Mystery Road season two: Director Warwick Thornton says there was ‘no excuse’ on not making something powerful
The first season won audience and industry awards and was a ratings hit. Its new director says there were “no excuses” on not making something powerful.
Australian filmmaker Warwick Thornton had never done TV before.
As the director behind two of the most accomplished Australian films of this century – Samson and Delilah and Sweet Country – Thornton had only ever worked on the big screen.
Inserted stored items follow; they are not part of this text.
//! Prompt templates and static fallback content

use crate::insights::{Insights, COMPANY_HEADER, INDUSTRY_HEADER, VISION_HEADER};

pub const INSIGHT_SYSTEM_PROMPT: &str = "You are a helpful research assistant that provides accurate, concise, and well-structured information.";

pub const METADATA_SYSTEM_PROMPT: &str =
    "You are a helpful assistant that provides accurate, structured data in JSON format.";

pub const TALK_TRACK_SYSTEM_PROMPT: &str = "You are an experienced SDR that creates personalized talk tracks. You MUST follow the exact structure requested by the user, including using the exact section titles (Hypothesis, Targeted Questions, Current State, Clear Next Steps) as specified. Do not use alternative headings like 'Hook' or anything else that was not specifically requested.";

/// Single prompt asking for all three insight sections at once
pub fn insight_prompt(company_name: &str) -> String {
    format!(
        r#"I need to prepare for a sales call with {company}. Research {company} and respond in exactly three sections using these markdown headers:

{industry}
- Key market trends and challenges in {company}'s industry
- Common technical challenges companies in this space face
- How AI and developer tools are typically utilized in this industry

{company_header}
- Main products/services and target customers
- Recent announcements, initiatives, or strategic shifts
- Key business challenges they are likely facing

{vision}
- How AI and advanced developer tools could transform their operations
- Opportunities to gain competitive advantage through improved coding efficiency
- Risks they face without modernizing their development tools

Use bullet points, include specific facts and metrics where possible, and keep each section under 150 words."#,
        company = company_name,
        industry = INDUSTRY_HEADER,
        company_header = COMPANY_HEADER,
        vision = VISION_HEADER,
    )
}

/// Prompt for the talk track, embedding the insight texts verbatim
pub fn talk_track_prompt(company_name: &str, insights: &Insights) -> String {
    format!(
        r#"You are an experienced SDR at Codeium, an AI coding assistant company that helps developers write code faster and more accurately.

I'm about to contact {company} and need a compelling, highly personalized talk track based on the following AI-generated research insights. CRUCIAL: Extract specific facts from these insights to create a tailored approach.

INDUSTRY INSIGHTS:
{industry}

COMPANY INSIGHTS:
{company_insights}

FORWARD-THINKING VISION:
{vision}

Create a talk track that does ALL of the following:

**1. Hypothesis:**
- Start with a specific, factual hook about {company} from the research
- Frame the value hypothesis like this: "If Codeium can [help avoid risk/deliver critical capability] then {company} can [business initiative] and achieve [business strategy]"

**2. Targeted Questions:**
- Include 2-3 targeted questions based on {company}'s actual circumstances, as bullet points
- Focus on challenges mentioned in the research

**3. Current State:**
- Write three bullet points that outline the current state, each with at least one negative consequence underneath. If you cannot accurately describe the current state, write "Need more information to complete request".
- Focus on whether it makes the business money, saves the business money, or mitigates risk
- Rank in order of importance

**4. Clear Next Steps:**
- Suggest a logical next action that makes sense for {company}
- Make the ask specific and appropriate to their position in the market

Make every aspect of this talk track SPECIFIC to {company}. Structure your response with clear sections, bullet points, and bolded headers. Keep it under 250 words."#,
        company = company_name,
        industry = insights.industry,
        company_insights = insights.company,
        vision = insights.vision,
    )
}

/// Prompt asking for the structured metadata fields as a JSON object
pub fn metadata_prompt(company_name: &str) -> String {
    format!(
        r#"Provide ONLY the following factual information about {company} in JSON format:
- headquarters: Where is the company headquartered? (city, state/province, country)
- employees: How many employees does the company have? (use + if approximate)
- founded: What year was the company founded?
- market_cap: What is the company's market cap? (for public companies, use T for trillion, B for billion)
- description: In 2-3 sentences, what does the company do and what products/services does it offer?
- financial_performance: In one clear sentence, summarize the current financial performance or outlook of the company.
- performance_trend: One of 'positive', 'neutral', or 'negative' based on recent financial results or outlook.
- product_portfolio: In one clear paragraph, describe the main products/services that generate the most revenue.
- portfolio_header: A concise 5-7 word title summarizing the product portfolio strategy.
- portfolio_status: One of 'innovation', 'growth', 'transition', or 'established'.
- industry_trends: In one clear paragraph, describe the key industry trends that impact {company}.
- industry_header: A concise 5-7 word title capturing the most significant industry trend.
- industry_impact: One of 'positive', 'challenging', 'disruptive', or 'competitive'.

Format your response as valid JSON only, with NO explanations, citations, or other text.
Return the JSON object with these 13 properties. If any information is unknown, use 'Unknown' as the value."#,
        company = company_name,
    )
}

/// Static talk track used when the synthesis provider is unavailable
pub fn fallback_talk_track(company_name: &str) -> String {
    format!(
        r#"# Personalized Talk Track for {company}

**Hypothesis:**
* Based on my research, {company} appears to be investing in modernizing its development infrastructure
* If Codeium can help your developers write better code faster, then {company} can accelerate software delivery and gain competitive advantage

**Targeted Questions:**
* How are your development teams currently measuring and improving their coding efficiency?
* What challenges is {company} facing with code quality and developer productivity?
* How much time do your developers spend on repetitive coding tasks that could be automated?

**Current State:**
* Manual coding processes are slowing down feature delivery
  * Consequence: Longer time-to-market for new innovations
* Developers are spending time on repetitive tasks instead of high-value work
  * Consequence: Reduced job satisfaction and talent retention risk
* Inconsistent code quality across teams requires extensive review processes
  * Consequence: Technical debt accumulation and increased maintenance costs

**Clear Next Steps:**
* I'd like to schedule a 30-minute call to understand your development workflow and show how Codeium has helped similar organizations improve developer productivity by 30%+
* Would Tuesday or Thursday afternoon work better for your schedule?"#,
        company = company_name,
    )
}
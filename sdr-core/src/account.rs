//! Account (prospect company) types

use serde::{Deserialize, Deserializer, Serialize};

/// A prospect company
///
/// `name` is the natural lookup key across backends. `id` is assigned by
/// whichever backend produced the record and is passed through untouched.
#[derive(Debug, Clone, PartialEq, Serialize, Deserialize)]
pub struct Account {
    #[serde(deserialize_with = "opaque_id")]
    pub id: String,
    pub name: String,
    #[serde(default)]
    pub industry: Option<String>,
    #[serde(default)]
    pub location: Option<String>,
    #[serde(default)]
    pub employees: Option<u64>,
    #[serde(default)]
    pub revenue: Option<String>,
    #[serde(default)]
    pub website: Option<String>,
    #[serde(default)]
    pub description: Option<String>,
}

impl Account {
    pub fn new(id: impl Into<String>, name: impl Into<String>) -> Self {
        Self {
            id: id.into(),
            name: name.into(),
            industry: None,
            location: None,
            employees: None,
            revenue: None,
            website: None,
            description: None,
        }
    }

    /// Case-insensitive exact name match
    pub fn matches_name(&self, name: &str) -> bool {
        self.name.trim().to_lowercase() == name.trim().to_lowercase()
    }
}

/// Compact `{id, name}` projection used by account pickers
#[derive(Debug, Clone, Serialize, Deserialize)]
pub struct AccountSummary {
    pub id: String,
    pub name: String,
}

impl From<&Account> for AccountSummary {
    fn from(account: &Account) -> Self {
        Self {
            id: account.id.clone(),
            name: account.name.clone(),
        }
    }
}

/// Reference to the account a research record belongs to
#[derive(Debug, Clone, PartialEq, Eq)]
pub enum AccountKey {
    Id(String),
    Name(String),
}

impl AccountKey {
    /// Prefer the backend id; fall back to the account name when the id is blank
    pub fn from_parts(account_id: &str, account_name: &str) -> Self {
        if account_id.trim().is_empty() {
            AccountKey::Name(account_name.trim().to_string())
        } else {
            AccountKey::Id(account_id.trim().to_string())
        }
    }

    pub fn value(&self) -> &str {
        match self {
            AccountKey::Id(v) | AccountKey::Name(v) => v,
        }
    }
}

/// Backends hand out ids as strings or integers; normalize to a string
pub fn opaque_id<'de, D>(deserializer: D) -> Result<String, D::Error>
where
    D: Deserializer<'de>,
{
    let value = serde_json::Value::deserialize(deserializer)?;
    Ok(match value {
        serde_json::Value::String(s) => s,
        serde_json::Value::Null => String::new(),
        other => other.to_string(),
    })
}

/// Optional variant of [`opaque_id`]
pub fn opaque_id_opt<'de, D>(deserializer: D) -> Result<Option<String>, D::Error>
where
    D: Deserializer<'de>,
{
    let id = opaque_id(deserializer)?;
    Ok(if id.is_empty() { None } else { Some(id) })
}

/// Request-body variant of [`opaque_id`]: only `null` is absent, a blank id is kept
pub fn opaque_id_field<'de, D>(deserializer: D) -> Result<Option<String>, D::Error>
where
    D: Deserializer<'de>,
{
    Ok(match Option::<serde_json::Value>::deserialize(deserializer)? {
        None | Some(serde_json::Value::Null) => None,
        Some(serde_json::Value::String(s)) => Some(s),
        Some(other) => Some(other.to_string()),
    })
}
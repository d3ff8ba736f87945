//! Local HTTP server standing in for Supabase and Airtable in tests

use std::sync::{Arc, Mutex};

use axum::{
    body::Bytes,
    http::{header, Method, StatusCode, Uri},
    Router,
};
use tokio::net::TcpListener;

/// A request received by the stub server
#[derive(Debug, Clone)]
pub struct Received {
    pub method: Method,
    pub uri: Uri,
    pub body: String,
}

impl Received {
    pub fn query(&self) -> String {
        self.uri.query().unwrap_or_default().to_string()
    }
}

pub type RequestLog = Arc<Mutex<Vec<Received>>>;

/// Serve `respond` on an ephemeral port, returning its base URL and the request log
pub async fn serve<F>(respond: F) -> (String, RequestLog)
where
    F: Fn(&Method, &Uri) -> (StatusCode, String) + Clone + Send + Sync + 'static,
{
    let log: RequestLog = Arc::default();
    let recorder = log.clone();
    let app = Router::new().fallback(move |method: Method, uri: Uri, body: Bytes| {
        let respond = respond.clone();
        let recorder = recorder.clone();
        async move {
            let (status, payload) = respond(&method, &uri);
            recorder.lock().unwrap().push(Received {
                method,
                uri,
                body: String::from_utf8_lossy(&body).into_owned(),
            });
            (status, [(header::CONTENT_TYPE, "application/json")], payload)
        }
    });

    let listener = TcpListener::bind("127.0.0.1:0").await.unwrap();
    let addr = listener.local_addr().unwrap();
    tokio::spawn(async move {
        axum::serve(listener, app).await.unwrap();
    });
    (format!("http://{}", addr), log)
}
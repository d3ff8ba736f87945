//! Research generation for the SDR Research Assistant
//!
//! Perplexity supplies industry/company/vision insights and raw company
//! metadata, OpenAI turns insights into a talk track, and [`metadata`]
//! normalizes whatever the model returned into a fixed set of fields.

pub mod chat;
pub mod insights;
pub mod metadata;
pub mod openai;
pub mod perplexity;
pub mod prompts;
pub mod provider;
#[cfg(test)]
mod stub_server;

pub use chat::{ChatCompletionRequest, ChatCompletionResponse, ChatMessage};
pub use insights::Insights;
pub use metadata::{
    apply_vocabularies, default_metadata, normalize, normalize_with_stage, NormalizedMetadata,
    ParseStage, METADATA_FIELDS, UNKNOWN,
};
pub use openai::OpenAIClient;
pub use perplexity::PerplexityClient;
pub use provider::{InsightProvider, MetadataProvider, SynthesisProvider};
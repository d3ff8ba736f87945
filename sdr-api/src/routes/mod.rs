//! API route definitions

mod accounts;
mod health;
mod library;
mod metadata;
mod research;

use axum::{
    extract::rejection::JsonRejection,
    http::{header, Method, StatusCode},
    response::{IntoResponse, Response},
    routing::get,
    Json, Router,
};
use serde::Serialize;
use tower_http::cors::{Any, CorsLayer};
use tower_http::trace::TraceLayer;

use crate::AppState;

/// Create all API routes
pub fn api_routes() -> Router<AppState> {
    Router::new()
        .merge(health::routes())
        .merge(accounts::routes())
        .merge(research::routes())
        .merge(metadata::routes())
        .merge(library::routes())
}

/// Full application: `/api` routes, CORS for the frontend, request tracing
pub fn app(state: AppState) -> Router {
    let cors = CorsLayer::new()
        .allow_origin(Any)
        .allow_methods([Method::GET, Method::POST, Method::OPTIONS])
        .allow_headers([header::CONTENT_TYPE, header::AUTHORIZATION]);

    Router::new()
        .nest("/api", api_routes())
        .route("/api", get(health::index))
        .route("/api/", get(health::index))
        .layer(TraceLayer::new_for_http())
        .layer(cors)
        .with_state(state)
}

/// `{success, message}` body shared by every error and save response
#[derive(Debug, Serialize)]
struct MessageResponse {
    success: bool,
    message: String,
}

fn failure(status: StatusCode, message: impl Into<String>) -> Response {
    (
        status,
        Json(MessageResponse {
            success: false,
            message: message.into(),
        }),
    )
        .into_response()
}

/// 400 for bodies that are missing, not JSON or the wrong shape
fn bad_body(rejection: JsonRejection) -> Response {
    failure(
        StatusCode::BAD_REQUEST,
        format!("Invalid request body: {}", rejection.body_text()),
    )
}

#[cfg(test)]
pub(crate) mod test_support {
    use axum::{
        body::Body,
        http::{Request, StatusCode},
        Router,
    };
    use http_body_util::BodyExt;
    use sdr_core::AppConfig;
    use serde_json::Value;
    use tower::ServiceExt;

    use crate::AppState;

    /// App with no credentials: mock accounts, placeholder research, no storage
    pub fn test_app() -> Router {
        super::app(AppState::from_config(AppConfig::from_lookup(|_| None)))
    }

    pub async fn send(app: Router, request: Request<Body>) -> (StatusCode, Value) {
        let response = app.oneshot(request).await.unwrap();
        let status = response.status();
        let bytes = response.into_body().collect().await.unwrap().to_bytes();
        let json = serde_json::from_slice(&bytes).unwrap_or(Value::Null);
        (status, json)
    }

    pub async fn get(app: Router, uri: &str) -> (StatusCode, Value) {
        send(app, Request::get(uri).body(Body::empty()).unwrap()).await
    }

    pub async fn post_json(app: Router, uri: &str, body: &str) -> (StatusCode, Value) {
        let request = Request::post(uri)
            .header("content-type", "application/json")
            .body(Body::from(body.to_string()))
            .unwrap();
        send(app, request).await
    }
}
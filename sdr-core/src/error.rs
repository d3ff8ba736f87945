//! Error types for the assistant

use thiserror::Error;

/// Assistant-wide error type
#[derive(Error, Debug)]
pub enum SdrError {
    #[error("API error: {0}")]
    Api(String),

    #[error("Network error: {0}")]
    Network(String),

    #[error("Parse error: {0}")]
    Parse(String),

    #[error("Not found: {0}")]
    NotFound(String),

    #[error("Configuration error: {0}")]
    Config(String),

    #[error("Storage error ({backend}): {message}")]
    Storage { backend: String, message: String },

    #[error("Validation error: {0}")]
    Validation(String),

    #[error("Internal error: {0}")]
    Internal(String),
}

impl SdrError {
    pub fn api(msg: impl Into<String>) -> Self {
        SdrError::Api(msg.into())
    }

    pub fn network(msg: impl Into<String>) -> Self {
        SdrError::Network(msg.into())
    }

    pub fn parse(msg: impl Into<String>) -> Self {
        SdrError::Parse(msg.into())
    }

    pub fn not_found(msg: impl Into<String>) -> Self {
        SdrError::NotFound(msg.into())
    }

    pub fn config(msg: impl Into<String>) -> Self {
        SdrError::Config(msg.into())
    }

    pub fn storage(backend: impl Into<String>, message: impl Into<String>) -> Self {
        SdrError::Storage {
            backend: backend.into(),
            message: message.into(),
        }
    }

    pub fn validation(msg: impl Into<String>) -> Self {
        SdrError::Validation(msg.into())
    }

    pub fn internal(msg: impl Into<String>) -> Self {
        SdrError::Internal(msg.into())
    }
}

/// Result type alias for assistant operations
pub type SdrResult<T> = Result<T, SdrError>;
//! Perplexity chat-completion client (insight provider)

use async_trait::async_trait;
use reqwest::Client;
use sdr_core::{ProviderConfig, SdrError};
use tracing::{debug, info, instrument, warn};

use crate::chat::{content_from_body, ChatCompletionRequest, ChatMessage};
use crate::insights::Insights;
use crate::prompts::{insight_prompt, metadata_prompt, INSIGHT_SYSTEM_PROMPT, METADATA_SYSTEM_PROMPT};
use crate::provider::{InsightProvider, MetadataProvider};

#[derive(Debug, Clone)]
pub struct PerplexityClient {
    client: Client,
    api_key: Option<String>,
    base_url: String,
    model: String,
}

impl PerplexityClient {
    pub fn new(config: &ProviderConfig) -> Self {
        Self {
            client: Client::new(),
            api_key: config.api_key.clone(),
            base_url: config.api_base.trim_end_matches('/').to_string(),
            model: config.model.clone(),
        }
    }

    /// Check if the client is configured (has an API key)
    pub fn is_configured(&self) -> bool {
        self.api_key.is_some()
    }

    /// Send one chat-completion request and return the first message content
    ///
    /// Single attempt; any non-2xx status or unreadable body is an error.
    #[instrument(skip(self, system_prompt, user_prompt))]
    pub async fn complete(&self, system_prompt: &str, user_prompt: &str) -> Result<String, SdrError> {
        let api_key = self
            .api_key
            .as_deref()
            .ok_or_else(|| SdrError::config("PERPLEXITY_API_KEY not set"))?;

        let request = ChatCompletionRequest {
            model: self.model.clone(),
            messages: vec![
                ChatMessage::system(system_prompt),
                ChatMessage::user(user_prompt),
            ],
            temperature: None,
            max_tokens: None,
        };

        debug!("Sending Perplexity request ({} prompt chars)", user_prompt.len());

        let response = self
            .client
            .post(format!("{}/chat/completions", self.base_url))
            .header("Authorization", format!("Bearer {}", api_key))
            .header("Content-Type", "application/json")
            .json(&request)
            .send()
            .await
            .map_err(|e| SdrError::network(format!("Perplexity API request failed: {}", e)))?;

        let status = response.status();
        let body = response
            .text()
            .await
            .map_err(|e| SdrError::network(format!("Failed to read Perplexity response: {}", e)))?;

        if !status.is_success() {
            return Err(SdrError::api(format!("Perplexity API error ({}): {}", status, body)));
        }

        let content = content_from_body(&body)?;
        debug!("Perplexity returned {} characters", content.len());
        Ok(content)
    }
}

#[async_trait]
impl InsightProvider for PerplexityClient {
    async fn generate_insights(&self, company_name: &str) -> Insights {
        if !self.is_configured() {
            info!("Perplexity API key not configured, skipping insight generation");
            return Insights::empty();
        }

        match self.complete(INSIGHT_SYSTEM_PROMPT, &insight_prompt(company_name)).await {
            Ok(content) => Insights::from_content(&content),
            Err(e) => {
                warn!("Insight generation failed for {}: {}", company_name, e);
                Insights::empty()
            }
        }
    }
}

#[async_trait]
impl MetadataProvider for PerplexityClient {
    async fn company_metadata_text(&self, company_name: &str) -> Option<String> {
        if !self.is_configured() {
            return None;
        }

        match self.complete(METADATA_SYSTEM_PROMPT, &metadata_prompt(company_name)).await {
            Ok(content) => Some(content),
            Err(e) => {
                warn!("Metadata request failed for {}: {}", company_name, e);
                None
            }
        }
    }
}

#[cfg(test)]
mod tests {
    use super::*;
    use crate::stub_server;
    use reqwest::{Method, StatusCode};

    fn unconfigured() -> PerplexityClient {
        PerplexityClient::new(&ProviderConfig {
            api_key: None,
            api_base: "https://api.perplexity.ai/".to_string(),
            model: "sonar".to_string(),
        })
    }

    #[test]
    fn test_base_url_trailing_slash_trimmed() {
        assert_eq!(unconfigured().base_url, "https://api.perplexity.ai");
    }

    #[tokio::test]
    async fn test_unconfigured_client_returns_sentinel() {
        let client = unconfigured();
        assert!(!client.is_configured());
        assert!(client.generate_insights("NVIDIA").await.is_empty());
        assert!(client.company_metadata_text("NVIDIA").await.is_none());
    }

    #[tokio::test]
    async fn test_complete_without_key_is_config_error() {
        let err = unconfigured().complete("sys", "user").await.unwrap_err();
        assert!(matches!(err, SdrError::Config(_)));
    }

    #[tokio::test]
    async fn test_unreachable_endpoint_returns_sentinel() {
        let client = PerplexityClient::new(&ProviderConfig {
            api_key: Some("test-key".to_string()),
            api_base: "http://127.0.0.1:9".to_string(),
            model: "sonar".to_string(),
        });
        assert!(client.generate_insights("NVIDIA").await.is_empty());
    }

    fn client_for(base_url: &str) -> PerplexityClient {
        PerplexityClient::new(&ProviderConfig {
            api_key: Some("test-key".to_string()),
            api_base: base_url.to_string(),
            model: "sonar".to_string(),
        })
    }

    #[tokio::test]
    async fn test_server_error_returns_sentinel() {
        let (base_url, log) = stub_server::serve(|_, _| {
            (StatusCode::INTERNAL_SERVER_ERROR, r#"{"error": "overloaded"}"#.to_string())
        })
        .await;
        let client = client_for(&base_url);

        let err = client.complete("sys", "user").await.unwrap_err();
        assert!(matches!(err, SdrError::Api(_)));
        assert!(client.generate_insights("NVIDIA").await.is_empty());
        assert!(client.company_metadata_text("NVIDIA").await.is_none());
        assert_eq!(log.lock().unwrap().len(), 3);
    }

    #[tokio::test]
    async fn test_html_body_returns_sentinel() {
        let (base_url, _log) = stub_server::serve(|_, _| {
            (StatusCode::OK, "<html><body>Bad gateway</body></html>".to_string())
        })
        .await;
        let client = client_for(&base_url);

        assert!(client.generate_insights("NVIDIA").await.is_empty());
        assert!(client.company_metadata_text("NVIDIA").await.is_none());
    }

    #[tokio::test]
    async fn test_insights_from_completion() {
        let body = serde_json::json!({
            "choices": [{"message": {"role": "assistant", "content": "## Industry Insights\nChips.\n## Company Information\nGPUs.\n## Forward-Thinking Vision\nAgents."}}]
        })
        .to_string();
        let (base_url, log) = stub_server::serve(move |_, _| (StatusCode::OK, body.clone())).await;

        let insights = client_for(&format!("{}/", base_url))
            .generate_insights("NVIDIA")
            .await;
        assert_eq!(insights.industry, "## Industry Insights\nChips.");
        assert_eq!(insights.vision, "## Forward-Thinking Vision\nAgents.");

        let requests = log.lock().unwrap();
        assert_eq!(requests[0].method, Method::POST);
        assert_eq!(requests[0].uri.path(), "/chat/completions");
        assert!(requests[0].query().is_empty());
        assert!(requests[0].body.contains(r#""model":"sonar""#));
        assert!(requests[0].body.contains("NVIDIA"));
    }
}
But even as he signed up to direct half the episodes of the second season of acclaimed TV drama Mystery Road, returning to the ABC on Sunday at 8.30pm, he knew that a smaller canvas didn’t mean creative compromise.
“When we went into it, we said ‘we have no excuses’,” he told news.com.au. “If we want the best action scene, we do the best action scene. If we want the best landscape or the darkest characters, let’s go for it.
“We don’t have an excuse because we have all the tools and toys to do whatever we want.
“We have such an amazing country – we have incredibly amazing writers and incredible people like at the ABC who will back that, so there’s no excuse to not have something visually stimulating and powerful. It’s all there in front of you, you just have to do it.”
Thornton is a newcomer to the Mystery Road franchise, and at this point it is a franchise. The character of Jay Swan, a troubled and gruff but fair detective played by Aaron Pedersen, originated in Ivan Sen’s 2013 film Mystery Road, followed by its feature sequel Goldstone.
In 2018, the character made the jump onto TV in a six-part series with Pedersen reprising the character and Rachel Perkins as director. This time, Jay Swan was investigating the disappearance of two cattle hands from an outback station alongside a local cop played by Judy Davis.
The TV spin-off was a hit, garnering high ratings, critical praise and accolades from both the publicly-voted Logies and the industry-awarded AACTAs.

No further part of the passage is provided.